> _Work request_
Word for word, restate the lines from the start of the data down to the line with "parse_in_range(v, MIN_LON, MAX_LON).ok_or_else(||", both included.

(Collected data)
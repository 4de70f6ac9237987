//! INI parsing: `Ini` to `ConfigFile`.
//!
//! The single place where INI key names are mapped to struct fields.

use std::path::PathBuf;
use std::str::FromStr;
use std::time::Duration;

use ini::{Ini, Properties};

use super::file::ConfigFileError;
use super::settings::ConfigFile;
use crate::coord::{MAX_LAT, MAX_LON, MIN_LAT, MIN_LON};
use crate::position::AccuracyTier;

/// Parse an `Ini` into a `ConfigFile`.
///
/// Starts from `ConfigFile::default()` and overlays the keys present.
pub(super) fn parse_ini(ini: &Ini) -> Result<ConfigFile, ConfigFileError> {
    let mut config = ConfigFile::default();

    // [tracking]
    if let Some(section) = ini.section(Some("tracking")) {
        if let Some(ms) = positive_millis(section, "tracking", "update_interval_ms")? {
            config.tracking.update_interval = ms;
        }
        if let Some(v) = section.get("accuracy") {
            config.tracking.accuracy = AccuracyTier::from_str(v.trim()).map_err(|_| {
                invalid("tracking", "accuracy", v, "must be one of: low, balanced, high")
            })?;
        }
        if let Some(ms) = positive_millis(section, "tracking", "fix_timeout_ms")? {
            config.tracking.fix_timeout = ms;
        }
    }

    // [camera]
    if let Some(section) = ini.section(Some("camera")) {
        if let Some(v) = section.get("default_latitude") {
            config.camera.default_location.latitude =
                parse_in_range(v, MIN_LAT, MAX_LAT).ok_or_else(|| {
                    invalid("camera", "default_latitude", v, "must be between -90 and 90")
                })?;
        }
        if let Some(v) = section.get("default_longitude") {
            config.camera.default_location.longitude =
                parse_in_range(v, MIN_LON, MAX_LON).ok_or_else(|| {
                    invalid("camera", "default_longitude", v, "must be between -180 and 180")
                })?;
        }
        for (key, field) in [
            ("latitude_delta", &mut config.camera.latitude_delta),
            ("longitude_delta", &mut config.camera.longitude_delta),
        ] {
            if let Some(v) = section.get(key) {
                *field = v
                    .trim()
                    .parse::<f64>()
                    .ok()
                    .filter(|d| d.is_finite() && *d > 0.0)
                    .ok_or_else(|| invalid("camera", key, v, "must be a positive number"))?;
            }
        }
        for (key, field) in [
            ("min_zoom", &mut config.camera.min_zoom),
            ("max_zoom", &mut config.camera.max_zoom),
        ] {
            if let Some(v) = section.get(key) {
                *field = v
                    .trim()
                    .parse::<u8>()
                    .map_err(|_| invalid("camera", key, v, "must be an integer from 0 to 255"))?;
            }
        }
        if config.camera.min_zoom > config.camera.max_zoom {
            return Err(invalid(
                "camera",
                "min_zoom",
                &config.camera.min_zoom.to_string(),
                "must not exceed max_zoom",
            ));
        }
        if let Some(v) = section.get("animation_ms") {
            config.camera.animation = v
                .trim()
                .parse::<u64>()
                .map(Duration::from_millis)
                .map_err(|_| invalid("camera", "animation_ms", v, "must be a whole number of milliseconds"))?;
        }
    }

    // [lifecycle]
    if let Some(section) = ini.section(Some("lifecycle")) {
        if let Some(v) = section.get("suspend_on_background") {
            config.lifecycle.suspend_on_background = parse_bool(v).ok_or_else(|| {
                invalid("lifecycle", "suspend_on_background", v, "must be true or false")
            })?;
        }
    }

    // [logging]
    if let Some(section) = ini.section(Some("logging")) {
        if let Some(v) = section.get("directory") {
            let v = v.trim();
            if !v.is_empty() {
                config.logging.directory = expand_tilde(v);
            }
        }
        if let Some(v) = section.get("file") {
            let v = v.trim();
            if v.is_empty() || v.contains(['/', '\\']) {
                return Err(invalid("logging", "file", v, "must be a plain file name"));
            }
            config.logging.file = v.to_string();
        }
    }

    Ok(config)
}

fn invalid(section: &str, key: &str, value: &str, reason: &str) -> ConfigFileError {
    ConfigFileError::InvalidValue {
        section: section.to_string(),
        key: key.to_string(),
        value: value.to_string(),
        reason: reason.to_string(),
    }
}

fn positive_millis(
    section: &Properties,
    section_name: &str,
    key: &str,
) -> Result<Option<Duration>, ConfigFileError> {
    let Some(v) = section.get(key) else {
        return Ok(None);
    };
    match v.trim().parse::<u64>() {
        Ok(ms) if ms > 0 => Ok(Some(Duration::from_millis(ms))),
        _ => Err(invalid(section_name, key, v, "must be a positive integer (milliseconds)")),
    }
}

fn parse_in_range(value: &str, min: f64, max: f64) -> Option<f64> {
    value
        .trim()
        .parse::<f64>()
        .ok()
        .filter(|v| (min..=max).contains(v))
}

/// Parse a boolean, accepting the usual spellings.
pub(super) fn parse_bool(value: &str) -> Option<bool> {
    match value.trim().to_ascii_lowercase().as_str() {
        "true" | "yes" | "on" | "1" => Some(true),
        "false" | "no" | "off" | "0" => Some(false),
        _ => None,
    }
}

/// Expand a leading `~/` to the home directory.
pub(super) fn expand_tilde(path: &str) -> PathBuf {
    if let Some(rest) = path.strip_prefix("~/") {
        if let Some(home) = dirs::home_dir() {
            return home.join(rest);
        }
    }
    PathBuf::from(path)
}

> _Result of the task_
repository 4de70f6ac9237987
//! INI parsing: `Ini` to `ConfigFile`.
//!
//! The single place where INI key names are mapped to struct fields.

use std::path::PathBuf;
use std::str::FromStr;
use std::time::Duration;

use ini::{Ini, Properties};

use super::file::ConfigFileError;
use super::settings::ConfigFile;
use crate::coord::{MAX_LAT, MAX_LON, MIN_LAT, MIN_LON};
use crate::position::AccuracyTier;

/// Parse an `Ini` into a `ConfigFile`.
///
/// Starts from `ConfigFile::default()` and overlays the keys present.
pub(super) fn parse_ini(ini: &Ini) -> Result<ConfigFile, ConfigFileError> {
    let mut config = ConfigFile::default();

    // [tracking]
    if let Some(section) = ini.section(Some("tracking")) {
        if let Some(ms) = positive_millis(section, "tracking", "update_interval_ms")? {
            config.tracking.update_interval = ms;
        }
        if let Some(v) = section.get("accuracy") {
            config.tracking.accuracy = AccuracyTier::from_str(v.trim()).map_err(|_| {
                invalid("tracking", "accuracy", v, "must be one of: low, balanced, high")
            })?;
        }
        if let Some(ms) = positive_millis(section, "tracking", "fix_timeout_ms")? {
            config.tracking.fix_timeout = ms;
        }
    }

    // [camera]
    if let Some(section) = ini.section(Some("camera")) {
        if let Some(v) = section.get("default_latitude") {
            config.camera.default_location.latitude =
                parse_in_range(v, MIN_LAT, MAX_LAT).ok_or_else(|| {
                    invalid("camera", "default_latitude", v, "must be between -90 and 90")
                })?;
        }
        if let Some(v) = section.get("default_longitude") {
            config.camera.default_location.longitude =
                parse_in_range(v, MIN_LON, MAX_LON).ok_or_else(|| {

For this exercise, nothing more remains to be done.